She stood for equal pay for equal work.
As a genuinely patriotic Australia, she stood against the ticket system of voting, a system which was rotten to the core. She had seen the workings of machine politics on her tour of America—the way the men put on the tickets were controlled by business monopolies and trusts—and hoped it would never be foisted upon Australia.7 When voting for a party’s ticket, people did not vote according to their principles, but according to the decision of the majority. Vote for the women’s candidate on 13 April, and you could still vote for two other members of your preferred party. Vote for the ticket, and vote for the devil of party government with all its corruption and jobbery.8
Thus would Vida address audiences in every part of the state. She gave one speech and one speech only, so as not to be more misrepresented than she could help. If she gave twenty speeches, the press would find a way to misrepresent every one of them. She would keep her message clear and simple, answering questions from the floor so long as they were civil.
It was in this context that she would canvass her views on other critical election issues such as states’ rights, the financial agreement with the Commonwealth (she opposed it) and the transcontinental railway (in 1903, she had been opposed to it; now that she’d travelled to Western Australia to visit her brother Selwyn, she could see the need for it).
As in 1903, she charged an admission price to her meetings: a silver coin donation—unlike other candidates, she had neither independent means nor party backing. And she introduced a novel element into her campaign: having studied the way that all the English suffrage societies now adopted their own colours, she wore the colours of the Women’s Political Association. Lavender—signifying the fragrance of everything good in the past. Green—for growth and development. And purple—indicating loyalty to justice and equal sovereignty of men and women.
But foliage and lace could only get a lady so far. The 1910 election was always going to be one of the hardest fought in the history of Australian politics.9 It was the first time that the contest would not be run as a three-cornered race. Deakin’s Liberal Protectionist Party had merged with the conservative Anti-Socialists Party in 1909 to become the Commonwealth Liberal Party—‘the Fusion’, it was called—and it had been a bruising process. Some sitting members had not joined and were now recontesting as independents. Other liberal protectionists had joined the Labor Party in the wake of Deakin’s perceived treachery.

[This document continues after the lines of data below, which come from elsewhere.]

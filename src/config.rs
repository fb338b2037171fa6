//! Runtime configuration.
//!
//! Everything the process needs is read once in `main` and passed down as
//! an explicit `AppConfig` — there is no process-wide mutable default and
//! no hidden client singleton. Values come from the environment (with a
//! `.env` file honored in development); the alias table ships as data and
//! is swapped by constructing the config with a different table.

use serde::{Deserialize, Serialize};

use crate::fields::AliasTable;

/// Application-level constants.
pub const APP_NAME: &str = "Wardline";
pub const APP_VERSION: &str = env!("CARGO_PKG_VERSION");

/// Default tracing directive when RUST_LOG is unset.
pub fn default_log_filter() -> String {
    "wardline=info,tower_http=warn".to_string()
}

// ═══════════════════════════════════════════
// Config types
// ═══════════════════════════════════════════

/// Full runtime configuration, constructed once in `main`.
#[derive(Debug, Clone)]
pub struct AppConfig {
    pub server: ServerConfig,
    pub directory: DirectoryConfig,
    pub session: SessionConfig,
    pub aliases: AliasTable,
}

/// Bind address for the chat API server.
#[derive(Debug, Clone)]
pub struct ServerConfig {
    pub host: String,
    pub port: u16,
}

/// Where and how to reach the upstream patient directory.
#[derive(Debug, Clone)]
pub struct DirectoryConfig {
    /// Base URL without trailing slash, e.g. `http://localhost:5010/api`.
    pub base_url: String,
    /// Path of the patient list endpoint, e.g. `/Patient`.
    pub patients_path: String,
    /// Request timeout in seconds; a timed-out call is abandoned, not
    /// retried.
    pub timeout_secs: u64,
    pub auth: AuthMode,
    /// Query parameter name the upstream uses for name filtering.
    pub name_param: String,
    /// Row limit sent when the caller didn't ask for one.
    pub default_limit: u32,
}

/// Upstream authentication mode.
#[derive(Debug, Clone, PartialEq, Eq, Serialize, Deserialize)]
#[serde(rename_all = "snake_case", tag = "type")]
pub enum AuthMode {
    None,
    Bearer { token: String },
    ApiKey { header: String, token: String },
}

/// Conversation history bounds.
#[derive(Debug, Clone)]
pub struct SessionConfig {
    /// Turns kept per session; the oldest is evicted first.
    pub max_turns: usize,
}

// ═══════════════════════════════════════════
// Defaults + environment loading
// ═══════════════════════════════════════════

impl Default for ServerConfig {
    fn default() -> Self {
        Self {
            host: "0.0.0.0".to_string(),
            port: 5000,
        }
    }
}

impl Default for DirectoryConfig {
    fn default() -> Self {
        Self {
            base_url: "http://localhost:5010/api".to_string(),
            patients_path: "/Patient".to_string(),
            timeout_secs: 30,
            auth: AuthMode::None,
            name_param: "name".to_string(),
            default_limit: 10,
        }
    }
}

impl Default for SessionConfig {
    fn default() -> Self {
        Self { max_turns: 10 }
    }
}

impl Default for AppConfig {
    fn default() -> Self {
        Self {
            server: ServerConfig::default(),
            directory: DirectoryConfig::default(),
            session: SessionConfig::default(),
            aliases: AliasTable::default(),
        }
    }
}

impl AppConfig {
    /// Load configuration from the environment, falling back to defaults
    /// for anything unset. Unparseable numeric values fall back too — a
    /// bad `WARDLINE_PORT` should not take the service down with a panic.
    pub fn from_env() -> Self {
        let defaults = AppConfig::default();

        let auth = match env_str("WARDLINE_AUTH_TYPE").as_deref() {
            Some("bearer") => match env_str("WARDLINE_AUTH_TOKEN") {
                Some(token) => AuthMode::Bearer { token },
                None => {
                    tracing::warn!("WARDLINE_AUTH_TYPE=bearer but no WARDLINE_AUTH_TOKEN set");
                    AuthMode::None
                }
            },
            Some("api_key") => match env_str("WARDLINE_AUTH_TOKEN") {
                Some(token) => AuthMode::ApiKey {
                    header: env_str("WARDLINE_AUTH_HEADER")
                        .unwrap_or_else(|| "X-API-Key".to_string()),
                    token,
                },
                None => {
                    tracing::warn!("WARDLINE_AUTH_TYPE=api_key but no WARDLINE_AUTH_TOKEN set");
                    AuthMode::None
                }
            },
            Some("none") | None => AuthMode::None,
            Some(other) => {
                tracing::warn!(auth_type = other, "unknown WARDLINE_AUTH_TYPE, using none");
                AuthMode::None
            }
        };

        Self {
            server: ServerConfig {
                host: env_str("WARDLINE_HOST").unwrap_or(defaults.server.host),
                port: env_parse("WARDLINE_PORT").unwrap_or(defaults.server.port),
            },
            directory: DirectoryConfig {
                base_url: env_str("WARDLINE_DIRECTORY_URL")
                    .map(|url| url.trim_end_matches('/').to_string())
                    .unwrap_or(defaults.directory.base_url),
                patients_path: env_str("WARDLINE_PATIENTS_PATH")
                    .unwrap_or(defaults.directory.patients_path),
                timeout_secs: env_parse("WARDLINE_TIMEOUT_SECS")
                    .unwrap_or(defaults.directory.timeout_secs),
                auth,
                name_param: env_str("WARDLINE_NAME_PARAM").unwrap_or(defaults.directory.name_param),
                default_limit: env_parse("WARDLINE_DEFAULT_LIMIT")
                    .unwrap_or(defaults.directory.default_limit),
            },
            session: SessionConfig::default(),
            aliases: AliasTable::default(),
        }
    }
}

fn env_str(key: &str) -> Option<String> {
    std::env::var(key).ok().filter(|v| !v.trim().is_empty())
}

fn env_parse<T: std::str::FromStr>(key: &str) -> Option<T> {
    env_str(key).and_then(|v| v.parse().ok())
}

In the Victorian Senate contest, two Liberals were defending their seats and Labor was defending its one. By the end of February, it was clear that Mrs D’Ebro would not stand. Vida would only have one other independent competitor, James Ronald, a Scots Presbyterian clergyman and disgruntled federal Labor Party MP who had failed to be re-endorsed when his seat was abolished. The party system that Vida so despised had won, and this election would test just how feasible it was to be not only a female candidate, but a non-party candidate. Which of those heresies would voters find worse?
Prime Minister Deakin—referred to as Judas by Labor MP Billy Hughes—would fight the election largely on the strength of his past record and his vision for defence (an Australian navy), the peopling of North Australia (based on mining) and a harmonious federation, with Australians united by their commitment to the national good, the Commonwealth.10 Deakin had every expectation of a sweeping victory and looked forward to representing Australia at the upcoming Imperial Conference in London in 1911.11 But he had a formidable opponent in his Labor rival for the top job: Andrew Fisher.
Fisher was a Scot—a former coalminer and a unionist—who had come up through the Queensland Labor Party, getting his political blooding during an era of drought, depression and industrial strife. He became known for his quiet, conciliatory approach to improving workers’ living standards: arbitration and legislative mechanisms over lockouts and class warfare. He was a keen federalist, and secured the Labor Party’s endorsement to represent Wide Bay in the Commonwealth Parliament, a contest he won with a convincing majority. In May 1901, along with other Labor parliamentarians, he formed the Commonwealth Labor Party.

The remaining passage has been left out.